**EXERCISE OBJECTIVE**
Beginning at the line that contains "self.start_at = Some(start_at);", repeat every line of the listing exactly through the final one.

RECORDS SHOWN Block Start

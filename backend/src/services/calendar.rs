//! Month calendar of past participation and upcoming events.

use chrono::{DateTime, Datelike, NaiveDate, Utc};
use std::collections::{BTreeMap, BTreeSet};

use super::binder::bind_event;
use super::canonical::{canonical_assets, canonical_events};
use crate::api::{CalendarDay, CalendarParticipation, CalendarProjection, UpcomingEvent};
use crate::models::{day_key, DatePolicy, EventDef, OwnedAsset, YearMonth};

/// Project `assets` (already in scope) and `events` onto the days of `month`.
///
/// Inputs are put in canonical order first, so duplicate object ids collapse
/// to one record and an id lands on at most one day. Participation entries
/// come from each asset's own bound event date. Upcoming entries are events whose date
/// of record falls in the month and which have not started at `now`. Both
/// lists are sorted by id.
pub fn project_month(
    assets: &[OwnedAsset],
    events: &[EventDef],
    month: YearMonth,
    now: DateTime<Utc>,
    dates: &DatePolicy,
) -> CalendarProjection {
    let assets = canonical_assets(assets);
    let events = canonical_events(events);
    let mut participations: BTreeMap<NaiveDate, Vec<CalendarParticipation>> = BTreeMap::new();

    for asset in &assets {
        let Some(binding) = bind_event(asset, &events, dates) else {
            continue;
        };
        let day = binding.occurred_at.date_naive();
        if !month.contains(day) {
            continue;
        }
        participations
            .entry(day)
            .or_default()
            .push(CalendarParticipation {
                object_id: asset.object_id.clone(),
                event_id: binding.event.id.clone(),
                event_name: binding.event.name.clone(),
                occurred_at: binding.occurred_at,
                image_ref: asset.display.as_ref().and_then(|d| d.image_ref.clone()),
            });
    }

    let mut upcoming: BTreeMap<NaiveDate, Vec<UpcomingEvent>> = BTreeMap::new();
    let mut seen_events = BTreeSet::new();
    for event in &events {
        let Some(scheduled_at) = event.date_of_record() else {
            continue;
        };
        let day = scheduled_at.date_naive();
        if !month.contains(day) || !event.is_upcoming(now) || !seen_events.insert(&event.id) {
            continue;
        }
        upcoming.entry(day).or_default().push(UpcomingEvent {
            event_id: event.id.clone(),
            name: event.name.clone(),
            scheduled_at,
            remaining_capacity: event.remaining_capacity(),
        });
    }
    for list in upcoming.values_mut() {
        list.sort_by(|a, b| a.event_id.cmp(&b.event_id));
    }

    let days = month
        .days()
        .map(|date| CalendarDay {
            date,
            key: day_key(date),
            participations: participations.remove(&date).unwrap_or_default(),
            upcoming: upcoming.remove(&date).unwrap_or_default(),
        })
        .collect();

    let projection = CalendarProjection {
        month,
        leading_blank_days: month
            .first_day()
            .map_or(0, |first| first.weekday().num_days_from_sunday()),
        days,
    };
    log::debug!(
        "Projected calendar for {}: {} participations, {} upcoming events",
        month,
        projection.participation_count(),
        projection.upcoming_count()
    );
    projection
}
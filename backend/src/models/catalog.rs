use chrono::{DateTime, Utc};
use serde::{Deserialize, Serialize};

use crate::define_id_type;

define_id_type!(CollectionId);
define_id_type!(EventId);

/// Catalog entry for an asset family.
#[derive(Debug, Clone, PartialEq, Eq, Serialize, Deserialize)]
pub struct CollectionRef {
    pub id: CollectionId,
    pub name: String,
    /// Preferred matching key, a full `package::module::Type` path.
    #[serde(default, skip_serializing_if = "Option::is_none")]
    pub canonical_type_path: Option<String>,
    /// Legacy matching key; may be a bare package address.
    #[serde(default, skip_serializing_if = "Option::is_none")]
    pub package_id: Option<String>,
}

impl CollectionRef {
    pub fn new(id: impl Into<CollectionId>, name: impl Into<String>) -> Self {
        Self {
            id: id.into(),
            name: name.into(),
            canonical_type_path: None,
            package_id: None,
        }
    }

    pub fn with_canonical_type_path(mut self, path: impl Into<String>) -> Self {
        self.canonical_type_path = Some(path.into());
        self
    }

    pub fn with_package_id(mut self, package_id: impl Into<String>) -> Self {
        self.package_id = Some(package_id.into());
        self
    }
}

/// A scheduled or past minting event.
#[derive(Debug, Clone, PartialEq, Eq, Serialize, Deserialize)]
pub struct EventDef {
    pub id: EventId,
    /// Binding key; assumed unique across the catalog.
    pub name: String,
    #[serde(default, skip_serializing_if = "Option::is_none")]
    pub description: Option<String>,
    #[serde(default, skip_serializing_if = "Option::is_none")]
    pub start_at: Option<DateTime<Utc>>,
    #[serde(default, skip_serializing_if = "Option::is_none")]
    pub end_at: Option<DateTime<Utc>>,
    #[serde(default, skip_serializing_if = "Option::is_none")]
    pub event_date: Option<DateTime<Utc>>,
    /// Collection id or package id the event mints into.
    pub collection_ref: String,
    #[serde(default, skip_serializing_if = "Option::is_none")]
    pub minted_count: Option<u64>,
    #[serde(default, skip_serializing_if = "Option::is_none")]
    pub total_cap: Option<u64>,
}

impl EventDef {
    pub fn new(
        id: impl Into<EventId>,
        name: impl Into<String>,
        collection_ref: impl Into<String>,
    ) -> Self {
        Self {
            id: id.into(),
            name: name.into(),
            description: None,
            start_at: None,
            end_at: None,
            event_date: None,
            collection_ref: collection_ref.into(),
            minted_count: None,
            total_cap: None,
        }
    }

    pub fn with_start_at(mut self, start_at: DateTime<Utc>) -> Self {
        self.start_at = Some(start_at);
        self
    }

    pub fn with_event_date(mut self, event_date: DateTime<Utc>) -> Self {
        self.event_date = Some(event_date);
        self
    }

    /// `event_date`, falling back to `start_at`.
    pub fn date_of_record(&self) -> Option<DateTime<Utc>> {
        self.event_date.or(self.start_at)
    }

    /// Whether the event has not started yet at `now`.
    ///
    /// Uses `start_at` when present, otherwise the date of record. Events with
    /// neither are never upcoming.
    pub fn is_upcoming(&self, now: DateTime<Utc>) -> bool {
        self.start_at
            .or(self.event_date)
            .is_some_and(|start| start >= now)
    }

    /// Remaining mint capacity, when a cap is set.
    pub fn remaining_capacity(&self) -> Option<u64> {
        self.total_cap
            .map(|cap| cap.saturating_sub(self.minted_count.unwrap_or(0)))
    }
}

RECORDS SHOWN Block End

**TASK RESPONSE**
        self.start_at = Some(start_at);
        self
    }

    pub fn with_event_date(mut self, event_date: DateTime<Utc>) -> Self {
        self.event_date = Some(event_date);
        self
    }

    /// `event_date`, falling back to `start_at`.
    pub fn date_of_record(&self) -> Option<DateTime<Utc>> {
        self.event_date.or(self.start_at)
    }

    /// Whether the event has not started yet at `now`.
    ///
    /// Uses `start_at` when present, otherwise the date of record. Events with
    /// neither are never upcoming.
    pub fn is_upcoming(&self, now: DateTime<Utc>) -> bool {
        self.start_at
            .or(self.event_date)
            .is_some_and(|start| start >= now)
    }

    /// Remaining mint capacity, when a cap is set.
    pub fn remaining_capacity(&self) -> Option<u64> {
        self.total_cap
            .map(|cap| cap.saturating_sub(self.minted_count.unwrap_or(0)))
    }
}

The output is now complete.